Greece’s disruption of Hitler’s war timetable forced him into the debilitating Russian winter where he met defeat. Leaders like Winston Churchill, Joseph Stalin, America’s Sumner Welles and even Adolph Hitler’s Chief of Staff, Field Marshall Wilhelm Keitel, credit Greece with bringing about Hitler’s defeat. Keitel said, “The Greeks delayed by two or more vital months the German attack against Russia; if we did not have this long delay, the outcome of the war would have been different.” Greece was the only “David” in WWII able to inflict a fatal wound that eventually brought down the Nazi “Goliath.”
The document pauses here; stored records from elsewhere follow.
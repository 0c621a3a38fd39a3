//! Patch-bounded batch runner.
//!
//! A run splits its work list into consecutive chunks of `patch_size`, runs
//! every unit of a chunk concurrently and waits for the whole chunk before
//! starting the next one. Blocking units go through the shared
//! [`BlockingPool`]; cooperative units are polled on the calling task.
//!
//! `run` is all-or-nothing: the first failing unit (including a timeout)
//! aborts its chunk, later chunks never start, and results of chunks that
//! already finished are dropped. `run_settled` reports every unit's outcome
//! instead.

use std::panic::AssertUnwindSafe;
use std::sync::Arc;
use std::time::Duration;

use futures::future::{join_all, try_join_all};
use futures::FutureExt;
use tracing::{debug, warn};
use tokio::time::Instant;
use uuid::Uuid;

use crate::error::{FanOutError, Result};
use crate::metrics::{MetricsCollector, Outcome};

use super::bridge::BlockingPool;
use super::fan_out::fan_out;
use super::work::{BatchOptions, BlockingFn, WorkUnit};

/// Runs work lists in patches on top of a shared blocking pool.
#[derive(Debug, Clone)]
pub struct BatchRunner {
    pool: Arc<BlockingPool>,
    metrics: MetricsCollector,
}

impl BatchRunner {
    pub fn new(pool: Arc<BlockingPool>) -> Self {
        Self {
            pool,
            metrics: MetricsCollector::new(),
        }
    }

    pub fn pool(&self) -> &Arc<BlockingPool> {
        &self.pool
    }

    /// Runs `units` and returns their results in input order.
    ///
    /// # Errors
    ///
    /// `Configuration` for a zero patch size (before anything runs), otherwise
    /// the first `WorkUnitFailure` or `DeadlineExceeded` of the failing chunk.
    pub async fn run<T: Send + 'static>(
        &self,
        units: Vec<WorkUnit<T>>,
        options: &BatchOptions,
    ) -> Result<Vec<T>> {
        options.validate()?;
        if units.is_empty() {
            return Ok(Vec::new());
        }

        let run_id = Uuid::new_v4();
        let total = units.len();
        let started = Instant::now();
        let timeout = options.timeout;

        debug!(
            run_id = %run_id,
            units = total,
            patch_size = options.patch_size,
            chunks = options.chunk_count(total),
            "Starting batch run"
        );

        let result = fan_out(units, options.patch_size, |chunk| {
            try_join_all(
                chunk
                    .into_indexed()
                    .map(|(index, unit)| {
                        self.execute(index, unit, timeout, OnDeadline::Abandon)
                    }),
            )
        })
        .await;

        let elapsed = started.elapsed();
        self.metrics.record_run("batch", elapsed.as_secs_f64());

        match &result {
            Ok(_) => debug!(
                run_id = %run_id,
                units = total,
                duration_ms = elapsed.as_millis() as u64,
                "Batch run completed"
            ),
            Err(e) => warn!(run_id = %run_id, units = total, error = %e, "Batch run failed"),
        }

        result
    }

    /// Runs every unit and reports each outcome separately.
    ///
    /// Chunking and ordering match [`BatchRunner::run`], but a failing unit
    /// neither aborts its chunk nor stops later chunks. A blocking unit that
    /// misses its deadline is reported as `DeadlineExceeded` once its thread
    /// has returned, so no more than `patch_size` units of the run are ever
    /// executing.
    ///
    /// # Errors
    ///
    /// Only `Configuration`, for a zero patch size.
    pub async fn run_settled<T: Send + 'static>(
        &self,
        units: Vec<WorkUnit<T>>,
        options: &BatchOptions,
    ) -> Result<Vec<Result<T>>> {
        options.validate()?;
        let timeout = options.timeout;
        let started = Instant::now();

        let outcomes = fan_out(units, options.patch_size, |chunk| {
            join_all(
                chunk
                    .into_indexed()
                    .map(|(index, unit)| {
                        self.execute(index, unit, timeout, OnDeadline::Drain)
                    }),
            )
            .map(Ok)
        })
        .await?;

        self.metrics
            .record_run("batch", started.elapsed().as_secs_f64());
        Ok(outcomes)
    }

    async fn execute<T: Send + 'static>(
        &self,
        index: usize,
        unit: WorkUnit<T>,
        timeout: Option<Duration>,
        on_deadline: OnDeadline,
    ) -> Result<T> {
        let _active = self.metrics.track_active();

        let outcome = match unit {
            WorkUnit::Blocking(f) => self.execute_blocking(f, timeout, on_deadline).await,
            WorkUnit::Cooperative(f) => {
                let work = AssertUnwindSafe(f()).catch_unwind().map(|caught| match caught {
                    Ok(outcome) => outcome.map_err(|e| FanOutError::unit_failure(0, e)),
                    Err(_) => Err(FanOutError::unit_failure(0, "panicked")),
                });
                match timeout {
                    Some(limit) => tokio::time::timeout(limit, work)
                        .await
                        .unwrap_or_else(|_| Err(deadline_exceeded(limit))),
                    None => work.await,
                }
            }
        }
        .map_err(|e| e.rebase(index));

        if let Err(e) = &outcome {
            debug!(index = index, error = %e, "Work unit failed");
        }
        self.metrics.record_unit(Outcome::of(&outcome));

        outcome
    }

    /// Runs a blocking unit on the pool. The deadline covers waiting for a
    /// pool slot as well as the call itself.
    async fn execute_blocking<T: Send + 'static>(
        &self,
        f: BlockingFn<T>,
        timeout: Option<Duration>,
        on_deadline: OnDeadline,
    ) -> Result<T> {
        let Some(limit) = timeout else {
            return self.pool.offload(f).await;
        };
        let deadline = Instant::now() + limit;

        let mut task = match tokio::time::timeout_at(deadline, self.pool.spawn(f)).await {
            Ok(task) => task?,
            Err(_) => return Err(deadline_exceeded(limit)),
        };

        match tokio::time::timeout_at(deadline, &mut task).await {
            Ok(outcome) => outcome,
            Err(_) => {
                if on_deadline == OnDeadline::Drain {
                    // The thread cannot be cancelled; keep the chunk open until it returns.
                    let _ = task.await;
                }
                Err(deadline_exceeded(limit))
            }
        }
    }
}

/// What a chunk does with a blocking unit whose deadline has passed.
#[derive(Debug, Clone, Copy, PartialEq, Eq)]
enum OnDeadline {
    /// Stop awaiting it; the run is failing anyway.
    Abandon,
    /// Wait for the thread to return so the next chunk starts on a free patch.
    Drain,
}

fn deadline_exceeded(timeout: Duration) -> FanOutError {
    FanOutError::DeadlineExceeded { index: 0, timeout }
}

#[cfg(test)]
mod tests {
    use super::*;
    use std::sync::atomic::{AtomicUsize, Ordering};
    use std::sync::Mutex;

    fn runner(capacity: usize) -> BatchRunner {
        BatchRunner::new(Arc::new(BlockingPool::new(capacity).unwrap()))
    }

    #[tokio::test]
    async fn test_empty_list_returns_empty() {
        let out: Vec<u32> = runner(1)
            .run(Vec::new(), &BatchOptions::new(8))
            .await
            .unwrap();
        assert!(out.is_empty());
    }

    #[tokio::test]
    async fn test_zero_patch_size_rejected_before_work() {
        let ran = Arc::new(AtomicUsize::new(0));
        let counter = Arc::clone(&ran);
        let units = vec![WorkUnit::cooperative_ok(move || async move {
            counter.fetch_add(1, Ordering::SeqCst);
        })];

        let err = runner(1)
            .run(units, &BatchOptions::new(0))
            .await
            .unwrap_err();
        assert!(err.is_configuration());
        assert_eq!(ran.load(Ordering::SeqCst), 0);
    }

    #[tokio::test]
    async fn test_mixed_modes_keep_order() {
        let units: Vec<WorkUnit<usize>> = (0..12)
            .map(|i| {
                if i % 2 == 0 {
                    WorkUnit::blocking_ok(move || i)
                } else {
                    WorkUnit::cooperative_ok(move || async move {
                        tokio::time::sleep(Duration::from_millis((12 - i) as u64)).await;
                        i
                    })
                }
            })
            .collect();

        let out = runner(4).run(units, &BatchOptions::new(5)).await.unwrap();
        assert_eq!(out, (0..12).collect::<Vec<_>>());
    }

    #[tokio::test]
    async fn test_chunks_wait_for_each_other() {
        // Every unit of chunk 0 must finish before any unit of chunk 1 starts.
        let log = Arc::new(Mutex::new(Vec::new()));
        let units: Vec<WorkUnit<()>> = (0..6)
            .map(|i| {
                let log = Arc::clone(&log);
                WorkUnit::cooperative_ok(move || async move {
                    log.lock().unwrap().push(("start", i));
                    tokio::time::sleep(Duration::from_millis(5)).await;
                    log.lock().unwrap().push(("end", i));
                })
            })
            .collect();

        runner(1).run(units, &BatchOptions::new(3)).await.unwrap();

        let log = log.lock().unwrap();
        let first_chunk_done = log
            .iter()
            .rposition(|(kind, i)| *kind == "end" && *i < 3)
            .unwrap();
        let second_chunk_start = log
            .iter()
            .position(|(kind, i)| *kind == "start" && *i >= 3)
            .unwrap();
        assert!(first_chunk_done < second_chunk_start);
    }

    #[tokio::test]
    async fn test_cooperative_panic_becomes_failure() {
        let units: Vec<WorkUnit<u8>> = vec![
            WorkUnit::cooperative_ok(|| async { 1 }),
            WorkUnit::cooperative_ok(|| async {
                let value: u8 = 2;
                assert!(value == 0, "inside unit");
                value
            }),
        ];
        let err = runner(1)
            .run(units, &BatchOptions::new(2))
            .await
            .unwrap_err();
        assert!(matches!(err, FanOutError::WorkUnitFailure { index: 1, .. }));
    }

    #[tokio::test]
    async fn test_blocking_failure_carries_unit_index() {
        let units: Vec<WorkUnit<u8>> = (0..4)
            .map(|i| {
                WorkUnit::blocking(move || {
                    if i == 2 {
                        Err("bad input")
                    } else {
                        Ok(i)
                    }
                })
            })
            .collect();
        let err = runner(2)
            .run(units, &BatchOptions::new(4))
            .await
            .unwrap_err();
        match err {
            FanOutError::WorkUnitFailure { index, message } => {
                assert_eq!(index, 2);
                assert_eq!(message, "bad input");
            }
            other => panic!("unexpected error: {other:?}"),
        }
    }

    #[tokio::test]
    async fn test_run_settled_reports_each_unit() {
        let units: Vec<WorkUnit<usize>> = (0..5)
            .map(|i| {
                WorkUnit::cooperative(move || async move {
                    if i == 1 {
                        Err("odd one out")
                    } else {
                        Ok(i)
                    }
                })
            })
            .collect();

        let outcomes = runner(1)
            .run_settled(units, &BatchOptions::new(2))
            .await
            .unwrap();
        assert_eq!(outcomes.len(), 5);
        assert!(matches!(
            outcomes[1],
            Err(FanOutError::WorkUnitFailure { index: 1, .. })
        ));
        for i in [0, 2, 3, 4] {
            assert_eq!(*outcomes[i].as_ref().unwrap(), i);
        }
    }

    #[tokio::test(flavor = "multi_thread", worker_threads = 4)]
    async fn test_run_settled_waits_for_timed_out_blocking_units() {
        let active = Arc::new(AtomicUsize::new(0));
        let peak = Arc::new(AtomicUsize::new(0));
        let sleeps = [300u64, 300, 100, 100, 100, 100];

        let units: Vec<WorkUnit<usize>> = sleeps
            .iter()
            .enumerate()
            .map(|(i, &ms)| {
                let active = Arc::clone(&active);
                let peak = Arc::clone(&peak);
                WorkUnit::blocking_ok(move || {
                    let now = active.fetch_add(1, Ordering::SeqCst) + 1;
                    peak.fetch_max(now, Ordering::SeqCst);
                    std::thread::sleep(Duration::from_millis(ms));
                    active.fetch_sub(1, Ordering::SeqCst);
                    i
                })
            })
            .collect();

        let options = BatchOptions::new(2).with_timeout(Duration::from_millis(50));
        let outcomes = runner(8).run_settled(units, &options).await.unwrap();

        assert_eq!(outcomes.len(), 6);
        for (i, outcome) in outcomes.iter().enumerate() {
            match outcome {
                Err(FanOutError::DeadlineExceeded { index, .. }) => assert_eq!(*index, i),
                other => panic!("unit {i}: unexpected outcome {other:?}"),
            }
        }
        assert!(peak.load(Ordering::SeqCst) <= 2);
        assert_eq!(active.load(Ordering::SeqCst), 0);
    }

    #[tokio::test]
    async fn test_cooperative_unit_exceeds_deadline() {
        let units: Vec<WorkUnit<u8>> = vec![
            WorkUnit::cooperative_ok(|| async { 1 }),
            WorkUnit::cooperative_ok(|| async {
                tokio::time::sleep(Duration::from_secs(5)).await;
                2
            }),
        ];
        let timeout = Duration::from_millis(20);

        let err = runner(1)
            .run(units, &BatchOptions::new(2).with_timeout(timeout))
            .await
            .unwrap_err();
        match err {
            FanOutError::DeadlineExceeded { index, timeout: limit } => {
                assert_eq!(index, 1);
                assert_eq!(limit, timeout);
            }
            other => panic!("unexpected error: {other:?}"),
        }
    }

    #[tokio::test]
    async fn test_timeout_applies_per_unit() {
        let units: Vec<WorkUnit<u8>> = vec![
            WorkUnit::cooperative_ok(|| async {
                tokio::time::sleep(Duration::from_millis(5)).await;
                1
            }),
            WorkUnit::cooperative_ok(|| async {
                tokio::time::sleep(Duration::from_millis(5)).await;
                2
            }),
        ];
        // Two 5ms units in sequence would take 10ms; each alone is well under 200ms.
        let out = runner(1)
            .run(
                units,
                &BatchOptions::new(1).with_timeout(Duration::from_millis(200)),
            )
            .await
            .unwrap();
        assert_eq!(out, vec![1, 2]);
    }
}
President Franklin Roosevelt said, “When the entire world had lost all hope, the Greek people dared to question the invincibility of the German monster raising against it the proud spirit of freedom,” following the Greeks handing the seemingly invincible Axis Forces their first defeat in WWII. Hitler had previously soundly defeated France and routed the army of Great Britain, two of the world’s great powers. Life Magazine and publications around the world featured Greece on their covers.
Women and old men en masse gathered farm implements and whatever weapons they could find to attack Hitler’s elite paratroopers invading Crete. Over four thousand German soldiers lost their lives on Crete but so did 1,000 women. Cretan military personnel had gone to mainland Greece to fight the Axis Forces.
Only the Archbishop of Athens and All Greece, Damaskinos, among all top religious leaders in occupied countries publicly challenged in writing the occupying Nazis’ Holocaust plans, according to the Raoul Wallenberg Foundation. The Archbishop showed great courage in his response to the threat of death by Nazi firing squad. He told the Nazis that Greek clerics are not shot, but hanged, and he requested that they respect this custom. Time Magazine featured him on its cover.
Without Greece or the Big Three countries, Hitler’s unprecedentedly powerful war-machine probably would have won the war. In light of the enormity of Hitler’s capacity to implement his monstrous policies wherever he was in control, our world today would have been a very different place had the Axis forces won. Imagine a world without the many people Hitler wanted exterminated, people who were Jewish, gay or institutionalized, and those he wanted sterilized like non-Aryans and people with physical or mental differences.